L’épargne française traverse une crise. Nous n’avons pas ici
à en discuter les raisons, qui sont surtout politiques, pour ne pas dire
démagogiques, ni à en supputer les conséquences sur le plan général. Nous nous
bornerons plus modestement à attirer l’attention de nos lecteurs sur les
dangers que présentent certains placements à la mode qui, sous l’étiquette de
la sécurité, risquent, avec le temps, de devenir générateurs de pertes
cruelles.
L’épargne, étant depuis deux ans particulièrement pressurée
ou spoliée dans ses moyens classiques d’investissements, a de plus en plus
tendance à se réfugier dans les placements « à côté », le plus
souvent occultes. Il en a toujours été ainsi dans les époques d’excès fiscaux
ou de menaces sociales. Du point de vue du strict intérêt de l’épargnant, une
telle méthode est certainement appropriée (alors qu’elle est absolument
catastrophique envisagée sous l’angle de l’intérêt national) ; mais encore
faut-il, pour que cela soit vrai, que ces placements de sauvegarde soient
effectués à bon escient. Ce qui ne paraît pas l’être dans la plupart des cas.
Prenons pour exemple le placement occulte typique, le louis
d’or. À plusieurs reprises, les journaux nous ont fait connaître son prix au
marché noir, prix d’ailleurs quelque peu élastique, puisque naviguant, au gré
des tendances, entre 4 et 7.000 francs. À la mi-novembre, il se traitait
aux environs de 4.800. Que penser de ce prix, et surtout des acheteurs à ce
prix ? À la même date, le prix d’achat par la Banque de France était
seulement de 760,50 ! On avouera qu’il y a vraiment de la marge. Nous
voulons bien croire que ce prix fait part d’un optimisme officiel quant à la
valeur or de notre franc. Coupons cet optimisme en deux comme le suggèrent
certains journaux anglais — encore que nos prix de revient industriels
soient très loin d’avoir atteint ce niveau, — cela ne nous ferait encore
que 1.500 francs.
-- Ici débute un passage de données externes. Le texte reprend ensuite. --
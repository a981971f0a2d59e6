//! Admin client error types

use thiserror::Error;

/// Admin client error type
#[derive(Debug, Error)]
pub enum AdminError {
    /// HTTP request failed before a response arrived
    #[error("Request failed: {0}")]
    Http(#[from] reqwest::Error),

    /// Response body was not valid JSON
    #[error("Failed to parse response: {0}")]
    Decode(String),

    /// Server answered with an HTML page
    #[error("Server returned HTML page instead of JSON. This usually means authentication is required or the endpoint is incorrect.")]
    UnexpectedHtml,

    /// A form field could not be coerced into what the endpoint needs
    #[error("Invalid field: {0}")]
    Coercion(String),

    /// No handler is bound to the given control and event
    #[error("No handler registered for control '{0}'")]
    UnknownControl(String),

    /// Websocket transport failure
    #[cfg(feature = "live")]
    #[error("Socket error: {0}")]
    Socket(#[from] tokio_tungstenite::tungstenite::Error),

    /// Malformed Engine.IO / Socket.IO packet
    #[error("Protocol error: {0}")]
    Protocol(String),

    /// Settings file I/O
    #[error("I/O error: {0}")]
    Io(#[from] std::io::Error),

    /// Settings file serialization
    #[error("Serialization error: {0}")]
    Json(#[from] serde_json::Error),
}

/// Result type for admin client operations
pub type Result<T> = std::result::Result<T, AdminError>;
Les acheteurs inconsidérés de louis d’or feraient bien de
méditer ces chiffres. Et aussi de se rappeler que cette pièce ne valait même
pas 200 francs avant guerre, ce qui fait une valeur actuelle de plus de 25 fois
celle de 1939. Quelle est la marchandise courante, quel est le service qui se
paient à un tel niveau ? De nombreux prix industriels, ceux où la pénurie
de matières premières n’alourdit pas les prix de revient, sont actuellement
encore à l’indice 5. Les salaires, en général, ne sont guère plus élevés.
Et la valeur réelle des choses est conditionnée surtout par les possibilités de
les acquérir.
Envisageons ce problème du louis d’or sous un autre angle.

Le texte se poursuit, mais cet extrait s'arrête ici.